**Task details**: Write out again, exactly, the lines below starting at the one with "init_logging(cli.verbose);" and ending at the one with "if validate::validate_latitude(self.lat) != Validation::Pass".

[Stored items]
=== Begin Enclosure ===

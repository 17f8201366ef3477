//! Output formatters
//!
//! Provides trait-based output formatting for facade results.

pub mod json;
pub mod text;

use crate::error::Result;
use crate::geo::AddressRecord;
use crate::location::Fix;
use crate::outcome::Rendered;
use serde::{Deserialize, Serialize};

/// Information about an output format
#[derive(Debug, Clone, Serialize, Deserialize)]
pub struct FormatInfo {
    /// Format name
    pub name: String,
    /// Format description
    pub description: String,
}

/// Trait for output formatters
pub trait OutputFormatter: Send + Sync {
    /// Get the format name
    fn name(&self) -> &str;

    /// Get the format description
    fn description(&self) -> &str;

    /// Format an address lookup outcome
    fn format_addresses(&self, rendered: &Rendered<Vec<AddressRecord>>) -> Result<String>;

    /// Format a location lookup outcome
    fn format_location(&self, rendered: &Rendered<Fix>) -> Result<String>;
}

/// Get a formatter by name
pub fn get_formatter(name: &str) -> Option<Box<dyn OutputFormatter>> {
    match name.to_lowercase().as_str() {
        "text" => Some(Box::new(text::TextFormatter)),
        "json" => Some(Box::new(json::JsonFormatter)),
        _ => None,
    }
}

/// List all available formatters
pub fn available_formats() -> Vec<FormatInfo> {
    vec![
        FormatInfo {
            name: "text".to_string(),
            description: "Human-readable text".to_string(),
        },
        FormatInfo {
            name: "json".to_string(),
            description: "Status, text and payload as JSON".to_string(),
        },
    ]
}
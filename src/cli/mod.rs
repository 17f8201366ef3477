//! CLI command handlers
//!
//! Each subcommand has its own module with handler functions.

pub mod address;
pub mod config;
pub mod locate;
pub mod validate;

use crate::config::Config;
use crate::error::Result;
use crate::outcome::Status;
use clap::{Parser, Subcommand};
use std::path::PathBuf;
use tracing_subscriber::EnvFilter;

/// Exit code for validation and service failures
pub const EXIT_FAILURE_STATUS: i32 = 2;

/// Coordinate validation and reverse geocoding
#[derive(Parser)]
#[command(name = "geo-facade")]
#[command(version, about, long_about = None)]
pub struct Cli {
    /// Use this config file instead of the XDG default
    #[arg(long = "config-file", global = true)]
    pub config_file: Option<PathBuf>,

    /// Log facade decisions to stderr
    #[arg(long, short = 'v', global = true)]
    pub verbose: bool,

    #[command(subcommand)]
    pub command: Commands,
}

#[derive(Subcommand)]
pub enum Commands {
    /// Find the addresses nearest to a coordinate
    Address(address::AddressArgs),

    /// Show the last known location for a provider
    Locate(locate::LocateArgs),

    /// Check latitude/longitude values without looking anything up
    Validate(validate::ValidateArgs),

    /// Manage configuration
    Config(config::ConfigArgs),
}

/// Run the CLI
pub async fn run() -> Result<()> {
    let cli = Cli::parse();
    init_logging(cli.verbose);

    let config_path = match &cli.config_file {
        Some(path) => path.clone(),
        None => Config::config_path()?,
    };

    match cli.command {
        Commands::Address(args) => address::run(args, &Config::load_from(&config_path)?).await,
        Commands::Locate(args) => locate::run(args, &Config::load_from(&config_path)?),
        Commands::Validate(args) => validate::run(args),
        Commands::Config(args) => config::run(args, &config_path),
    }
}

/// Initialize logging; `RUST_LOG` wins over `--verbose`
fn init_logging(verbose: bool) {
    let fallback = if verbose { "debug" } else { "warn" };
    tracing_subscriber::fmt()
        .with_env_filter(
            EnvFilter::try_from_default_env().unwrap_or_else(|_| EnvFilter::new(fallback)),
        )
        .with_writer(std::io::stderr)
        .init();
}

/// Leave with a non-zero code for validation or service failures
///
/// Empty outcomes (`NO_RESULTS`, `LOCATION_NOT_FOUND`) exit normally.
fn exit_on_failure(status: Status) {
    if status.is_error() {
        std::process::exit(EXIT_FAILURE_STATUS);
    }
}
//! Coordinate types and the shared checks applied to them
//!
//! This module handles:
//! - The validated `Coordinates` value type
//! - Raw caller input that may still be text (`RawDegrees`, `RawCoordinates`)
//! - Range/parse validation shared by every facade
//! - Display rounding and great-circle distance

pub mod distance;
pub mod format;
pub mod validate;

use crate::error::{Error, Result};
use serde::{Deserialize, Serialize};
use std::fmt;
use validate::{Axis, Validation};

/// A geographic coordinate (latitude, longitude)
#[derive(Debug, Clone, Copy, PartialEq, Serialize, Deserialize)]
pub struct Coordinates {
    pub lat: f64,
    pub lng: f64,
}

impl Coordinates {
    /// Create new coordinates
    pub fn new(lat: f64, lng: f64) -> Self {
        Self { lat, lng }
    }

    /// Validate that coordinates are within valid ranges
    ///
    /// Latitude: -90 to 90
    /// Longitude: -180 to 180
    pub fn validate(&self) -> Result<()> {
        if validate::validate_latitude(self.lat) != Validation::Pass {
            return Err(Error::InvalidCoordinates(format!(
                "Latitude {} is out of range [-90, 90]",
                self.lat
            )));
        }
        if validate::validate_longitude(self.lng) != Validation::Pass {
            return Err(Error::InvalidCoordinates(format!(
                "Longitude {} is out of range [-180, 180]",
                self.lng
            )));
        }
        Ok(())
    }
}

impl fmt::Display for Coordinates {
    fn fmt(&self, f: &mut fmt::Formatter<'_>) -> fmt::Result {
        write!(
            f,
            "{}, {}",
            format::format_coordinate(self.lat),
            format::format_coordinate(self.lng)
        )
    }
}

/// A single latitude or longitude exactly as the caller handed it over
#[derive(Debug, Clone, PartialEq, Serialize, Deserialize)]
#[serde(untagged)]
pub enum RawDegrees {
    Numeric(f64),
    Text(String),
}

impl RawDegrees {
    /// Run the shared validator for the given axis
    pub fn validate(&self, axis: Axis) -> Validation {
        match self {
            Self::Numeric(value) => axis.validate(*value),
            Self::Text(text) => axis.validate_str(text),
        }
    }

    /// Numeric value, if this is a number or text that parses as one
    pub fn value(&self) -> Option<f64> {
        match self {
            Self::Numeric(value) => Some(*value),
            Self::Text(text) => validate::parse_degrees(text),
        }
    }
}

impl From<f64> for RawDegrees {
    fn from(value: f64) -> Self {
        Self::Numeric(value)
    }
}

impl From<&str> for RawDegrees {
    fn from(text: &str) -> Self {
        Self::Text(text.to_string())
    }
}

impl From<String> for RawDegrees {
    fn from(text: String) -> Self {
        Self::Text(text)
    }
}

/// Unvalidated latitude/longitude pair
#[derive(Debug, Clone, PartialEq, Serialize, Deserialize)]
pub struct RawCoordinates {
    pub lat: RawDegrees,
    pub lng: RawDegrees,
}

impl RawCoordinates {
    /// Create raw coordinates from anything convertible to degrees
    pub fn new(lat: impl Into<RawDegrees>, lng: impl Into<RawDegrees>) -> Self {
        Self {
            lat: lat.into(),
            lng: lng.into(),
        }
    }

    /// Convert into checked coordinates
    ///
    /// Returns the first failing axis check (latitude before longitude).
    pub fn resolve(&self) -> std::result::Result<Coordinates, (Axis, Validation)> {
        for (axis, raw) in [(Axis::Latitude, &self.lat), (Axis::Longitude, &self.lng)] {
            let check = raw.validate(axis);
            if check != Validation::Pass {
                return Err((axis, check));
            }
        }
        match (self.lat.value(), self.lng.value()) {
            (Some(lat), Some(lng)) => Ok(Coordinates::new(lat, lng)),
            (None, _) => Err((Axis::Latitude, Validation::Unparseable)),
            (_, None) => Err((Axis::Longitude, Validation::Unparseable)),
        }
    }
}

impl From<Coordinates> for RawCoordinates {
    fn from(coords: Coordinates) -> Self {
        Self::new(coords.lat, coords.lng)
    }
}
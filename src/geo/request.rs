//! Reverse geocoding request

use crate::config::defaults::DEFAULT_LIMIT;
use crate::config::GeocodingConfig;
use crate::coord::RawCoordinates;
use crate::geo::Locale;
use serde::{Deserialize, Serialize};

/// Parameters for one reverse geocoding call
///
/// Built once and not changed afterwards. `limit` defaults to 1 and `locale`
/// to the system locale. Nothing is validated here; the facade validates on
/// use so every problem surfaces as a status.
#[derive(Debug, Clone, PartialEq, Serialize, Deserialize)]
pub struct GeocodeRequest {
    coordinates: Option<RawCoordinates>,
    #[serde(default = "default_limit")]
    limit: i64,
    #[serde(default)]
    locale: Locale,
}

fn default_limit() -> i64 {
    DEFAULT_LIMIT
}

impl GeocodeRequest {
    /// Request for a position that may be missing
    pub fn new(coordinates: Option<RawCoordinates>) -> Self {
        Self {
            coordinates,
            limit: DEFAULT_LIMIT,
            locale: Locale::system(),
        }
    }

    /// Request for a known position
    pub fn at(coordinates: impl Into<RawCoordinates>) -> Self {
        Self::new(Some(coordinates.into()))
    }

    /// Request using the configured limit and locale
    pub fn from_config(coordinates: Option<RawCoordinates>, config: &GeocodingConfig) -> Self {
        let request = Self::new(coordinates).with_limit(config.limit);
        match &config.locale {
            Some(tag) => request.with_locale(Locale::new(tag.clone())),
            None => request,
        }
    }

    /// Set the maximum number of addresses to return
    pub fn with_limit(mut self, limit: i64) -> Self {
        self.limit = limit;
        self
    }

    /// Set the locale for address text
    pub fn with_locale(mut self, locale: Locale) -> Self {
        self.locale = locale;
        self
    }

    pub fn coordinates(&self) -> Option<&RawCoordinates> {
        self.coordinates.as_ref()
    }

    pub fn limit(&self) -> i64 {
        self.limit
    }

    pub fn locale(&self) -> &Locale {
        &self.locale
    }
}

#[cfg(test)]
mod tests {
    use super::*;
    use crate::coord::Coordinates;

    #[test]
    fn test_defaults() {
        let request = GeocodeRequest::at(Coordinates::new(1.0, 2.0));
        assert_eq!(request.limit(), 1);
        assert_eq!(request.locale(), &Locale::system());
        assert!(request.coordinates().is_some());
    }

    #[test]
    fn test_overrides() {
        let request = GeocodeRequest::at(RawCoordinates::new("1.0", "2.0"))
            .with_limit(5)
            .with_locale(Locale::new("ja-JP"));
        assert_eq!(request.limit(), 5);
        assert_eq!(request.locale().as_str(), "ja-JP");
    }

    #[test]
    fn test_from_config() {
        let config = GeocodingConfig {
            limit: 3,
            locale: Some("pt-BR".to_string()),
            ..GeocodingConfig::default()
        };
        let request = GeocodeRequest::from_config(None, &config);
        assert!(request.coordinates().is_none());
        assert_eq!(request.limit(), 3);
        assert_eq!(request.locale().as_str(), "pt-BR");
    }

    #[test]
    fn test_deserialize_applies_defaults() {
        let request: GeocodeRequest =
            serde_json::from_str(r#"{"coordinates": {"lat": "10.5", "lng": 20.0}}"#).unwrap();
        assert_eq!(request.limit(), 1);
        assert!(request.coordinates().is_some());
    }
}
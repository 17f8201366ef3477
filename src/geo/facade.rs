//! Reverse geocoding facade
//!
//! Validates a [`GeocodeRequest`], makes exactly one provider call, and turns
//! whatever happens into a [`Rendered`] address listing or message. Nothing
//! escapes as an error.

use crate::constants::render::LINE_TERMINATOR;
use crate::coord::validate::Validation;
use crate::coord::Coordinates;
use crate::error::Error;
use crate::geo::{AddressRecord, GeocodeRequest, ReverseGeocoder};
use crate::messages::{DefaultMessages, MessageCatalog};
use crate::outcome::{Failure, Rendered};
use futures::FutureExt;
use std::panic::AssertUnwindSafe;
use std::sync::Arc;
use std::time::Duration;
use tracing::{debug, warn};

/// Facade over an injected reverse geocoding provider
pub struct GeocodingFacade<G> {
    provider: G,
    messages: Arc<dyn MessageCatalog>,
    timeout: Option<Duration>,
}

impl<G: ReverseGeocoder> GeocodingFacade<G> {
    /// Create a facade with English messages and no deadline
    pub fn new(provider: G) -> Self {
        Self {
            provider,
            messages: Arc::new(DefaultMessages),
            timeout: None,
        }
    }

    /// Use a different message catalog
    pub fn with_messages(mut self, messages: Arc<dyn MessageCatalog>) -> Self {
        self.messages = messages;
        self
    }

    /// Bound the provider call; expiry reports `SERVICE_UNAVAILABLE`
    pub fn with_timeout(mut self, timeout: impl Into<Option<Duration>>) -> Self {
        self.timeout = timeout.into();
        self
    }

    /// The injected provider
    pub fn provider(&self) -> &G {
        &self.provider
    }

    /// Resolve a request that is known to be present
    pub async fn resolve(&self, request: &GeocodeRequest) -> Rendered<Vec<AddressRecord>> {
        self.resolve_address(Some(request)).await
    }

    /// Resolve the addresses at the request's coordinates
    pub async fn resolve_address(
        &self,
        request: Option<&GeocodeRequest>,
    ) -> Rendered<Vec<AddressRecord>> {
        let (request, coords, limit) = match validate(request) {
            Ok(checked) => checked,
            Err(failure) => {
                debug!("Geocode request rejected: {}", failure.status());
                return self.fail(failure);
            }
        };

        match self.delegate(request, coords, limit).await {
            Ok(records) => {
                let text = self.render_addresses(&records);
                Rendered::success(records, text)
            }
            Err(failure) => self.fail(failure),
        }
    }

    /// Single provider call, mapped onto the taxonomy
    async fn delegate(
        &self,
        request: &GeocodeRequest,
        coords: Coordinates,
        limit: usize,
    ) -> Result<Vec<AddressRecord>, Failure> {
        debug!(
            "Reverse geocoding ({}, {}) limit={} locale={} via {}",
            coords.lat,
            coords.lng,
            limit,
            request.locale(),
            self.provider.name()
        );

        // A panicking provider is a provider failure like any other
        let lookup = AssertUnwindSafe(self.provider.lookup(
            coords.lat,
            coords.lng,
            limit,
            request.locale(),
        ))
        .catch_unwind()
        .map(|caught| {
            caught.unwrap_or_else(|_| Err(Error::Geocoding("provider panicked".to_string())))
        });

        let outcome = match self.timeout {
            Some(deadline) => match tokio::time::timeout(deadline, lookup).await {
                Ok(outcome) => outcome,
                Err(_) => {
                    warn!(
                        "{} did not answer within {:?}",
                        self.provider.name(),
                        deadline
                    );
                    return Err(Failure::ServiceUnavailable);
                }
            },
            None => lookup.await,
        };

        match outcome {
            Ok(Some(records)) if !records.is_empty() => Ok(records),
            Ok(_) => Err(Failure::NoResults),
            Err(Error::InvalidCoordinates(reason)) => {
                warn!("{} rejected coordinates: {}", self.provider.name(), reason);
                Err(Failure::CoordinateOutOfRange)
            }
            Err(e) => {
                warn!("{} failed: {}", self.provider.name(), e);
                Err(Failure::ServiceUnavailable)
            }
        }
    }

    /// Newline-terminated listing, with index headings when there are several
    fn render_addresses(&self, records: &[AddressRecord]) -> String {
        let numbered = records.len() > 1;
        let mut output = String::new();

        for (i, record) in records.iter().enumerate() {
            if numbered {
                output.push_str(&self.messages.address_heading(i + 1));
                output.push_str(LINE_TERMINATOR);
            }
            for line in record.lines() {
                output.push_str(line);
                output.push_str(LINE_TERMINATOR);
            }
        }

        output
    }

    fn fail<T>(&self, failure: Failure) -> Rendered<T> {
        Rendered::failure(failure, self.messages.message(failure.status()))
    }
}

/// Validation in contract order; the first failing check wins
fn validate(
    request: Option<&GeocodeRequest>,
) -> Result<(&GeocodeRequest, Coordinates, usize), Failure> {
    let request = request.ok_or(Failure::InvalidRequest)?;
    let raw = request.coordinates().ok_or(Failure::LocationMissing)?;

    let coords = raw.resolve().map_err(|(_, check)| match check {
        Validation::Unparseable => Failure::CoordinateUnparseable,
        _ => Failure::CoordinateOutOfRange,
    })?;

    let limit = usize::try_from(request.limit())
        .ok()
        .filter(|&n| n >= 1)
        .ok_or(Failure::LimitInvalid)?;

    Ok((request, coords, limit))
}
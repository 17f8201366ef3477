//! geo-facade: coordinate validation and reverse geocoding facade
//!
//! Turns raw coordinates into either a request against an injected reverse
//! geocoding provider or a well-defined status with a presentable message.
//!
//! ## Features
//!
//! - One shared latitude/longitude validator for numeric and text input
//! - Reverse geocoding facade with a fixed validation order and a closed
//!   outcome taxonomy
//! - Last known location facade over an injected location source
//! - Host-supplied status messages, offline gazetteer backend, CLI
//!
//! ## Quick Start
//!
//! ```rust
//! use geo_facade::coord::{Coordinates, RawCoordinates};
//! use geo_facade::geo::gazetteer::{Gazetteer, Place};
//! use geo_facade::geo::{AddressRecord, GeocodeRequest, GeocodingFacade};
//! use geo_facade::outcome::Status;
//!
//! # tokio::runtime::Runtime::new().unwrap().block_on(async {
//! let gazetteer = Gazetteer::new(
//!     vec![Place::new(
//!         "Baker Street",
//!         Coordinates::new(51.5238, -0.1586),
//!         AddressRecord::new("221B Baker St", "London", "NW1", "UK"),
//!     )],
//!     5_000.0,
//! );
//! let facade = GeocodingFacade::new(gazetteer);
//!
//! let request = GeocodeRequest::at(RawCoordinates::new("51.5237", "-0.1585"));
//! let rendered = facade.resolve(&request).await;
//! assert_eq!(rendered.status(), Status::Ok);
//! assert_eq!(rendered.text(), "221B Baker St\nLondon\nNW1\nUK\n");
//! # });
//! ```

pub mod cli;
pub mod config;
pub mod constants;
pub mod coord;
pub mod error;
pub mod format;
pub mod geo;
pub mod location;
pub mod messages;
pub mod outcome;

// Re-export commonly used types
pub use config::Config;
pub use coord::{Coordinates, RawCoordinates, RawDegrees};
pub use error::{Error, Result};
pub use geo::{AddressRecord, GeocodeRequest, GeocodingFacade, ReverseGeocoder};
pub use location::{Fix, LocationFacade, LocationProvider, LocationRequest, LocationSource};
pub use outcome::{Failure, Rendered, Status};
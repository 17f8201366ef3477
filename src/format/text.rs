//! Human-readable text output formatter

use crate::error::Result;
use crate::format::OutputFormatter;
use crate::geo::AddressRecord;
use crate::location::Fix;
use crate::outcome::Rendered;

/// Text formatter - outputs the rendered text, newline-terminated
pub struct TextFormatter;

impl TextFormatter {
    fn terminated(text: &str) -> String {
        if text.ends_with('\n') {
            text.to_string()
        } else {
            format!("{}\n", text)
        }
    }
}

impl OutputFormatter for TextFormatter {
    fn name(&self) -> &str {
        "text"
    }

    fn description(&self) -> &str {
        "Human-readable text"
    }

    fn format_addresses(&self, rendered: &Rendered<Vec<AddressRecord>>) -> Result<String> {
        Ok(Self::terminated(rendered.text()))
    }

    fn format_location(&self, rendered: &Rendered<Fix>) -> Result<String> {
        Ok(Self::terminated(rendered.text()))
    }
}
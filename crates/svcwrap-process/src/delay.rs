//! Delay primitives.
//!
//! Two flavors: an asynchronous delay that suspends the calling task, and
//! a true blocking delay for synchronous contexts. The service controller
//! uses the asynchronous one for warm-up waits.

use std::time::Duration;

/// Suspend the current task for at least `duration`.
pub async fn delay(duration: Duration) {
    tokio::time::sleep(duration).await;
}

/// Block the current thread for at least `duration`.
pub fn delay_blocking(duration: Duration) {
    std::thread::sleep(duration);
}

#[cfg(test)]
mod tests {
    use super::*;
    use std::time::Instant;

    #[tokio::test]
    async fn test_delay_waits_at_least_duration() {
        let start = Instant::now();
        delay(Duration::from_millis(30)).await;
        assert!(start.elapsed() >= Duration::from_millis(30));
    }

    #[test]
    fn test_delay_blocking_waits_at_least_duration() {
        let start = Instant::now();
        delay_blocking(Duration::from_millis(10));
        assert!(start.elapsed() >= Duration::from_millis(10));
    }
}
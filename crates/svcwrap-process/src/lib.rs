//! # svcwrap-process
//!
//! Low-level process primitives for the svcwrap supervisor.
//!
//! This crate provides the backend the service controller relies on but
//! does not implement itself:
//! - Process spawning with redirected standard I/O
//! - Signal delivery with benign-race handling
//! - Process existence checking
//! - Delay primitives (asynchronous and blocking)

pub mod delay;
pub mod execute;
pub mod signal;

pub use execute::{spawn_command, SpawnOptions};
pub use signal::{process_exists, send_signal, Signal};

=== End Enclosure ===

**Solved exercise**:
    init_logging(cli.verbose);

    let config_path = match &cli.config_file {
        Some(path) => path.clone(),
        None => Config::config_path()?,
    };

    match cli.command {
        Commands::Address(args) => address::run(args, &Config::load_from(&config_path)?).await,
        Commands::Locate(args) => locate::run(args, &Config::load_from(&config_path)?),
        Commands::Validate(args) => validate::run(args),
        Commands::Config(args) => config::run(args, &config_path),
    }
}

/// Initialize logging; `RUST_LOG` wins over `--verbose`
fn init_logging(verbose: bool) {
    let fallback = if verbose { "debug" } else { "warn" };
    tracing_subscriber::fmt()
        .with_env_filter(
            EnvFilter::try_from_default_env().unwrap_or_else(|_| EnvFilter::new(fallback)),
        )
        .with_writer(std::io::stderr)
        .init();
}

/// Leave with a non-zero code for validation or service failures
///
/// Empty outcomes (`NO_RESULTS`, `LOCATION_NOT_FOUND`) exit normally.
fn exit_on_failure(status: Status) {
    if status.is_error() {
        std::process::exit(EXIT_FAILURE_STATUS);
    }
}
//! Coordinate types and the shared checks applied to them
//!
//! This module handles:
//! - The validated `Coordinates` value type
//! - Raw caller input that may still be text (`RawDegrees`, `RawCoordinates`)
//! - Range/parse validation shared by every facade
//! - Display rounding and great-circle distance

pub mod distance;
pub mod format;
pub mod validate;

use crate::error::{Error, Result};
use serde::{Deserialize, Serialize};
use std::fmt;
use validate::{Axis, Validation};

/// A geographic coordinate (latitude, longitude)
#[derive(Debug, Clone, Copy, PartialEq, Serialize, Deserialize)]
pub struct Coordinates {
    pub lat: f64,
    pub lng: f64,
}

impl Coordinates {
    /// Create new coordinates
    pub fn new(lat: f64, lng: f64) -> Self {
        Self { lat, lng }
    }

    /// Validate that coordinates are within valid ranges
    ///
    /// Latitude: -90 to 90
    /// Longitude: -180 to 180
    pub fn validate(&self) -> Result<()> {
        if validate::validate_latitude(self.lat) != Validation::Pass {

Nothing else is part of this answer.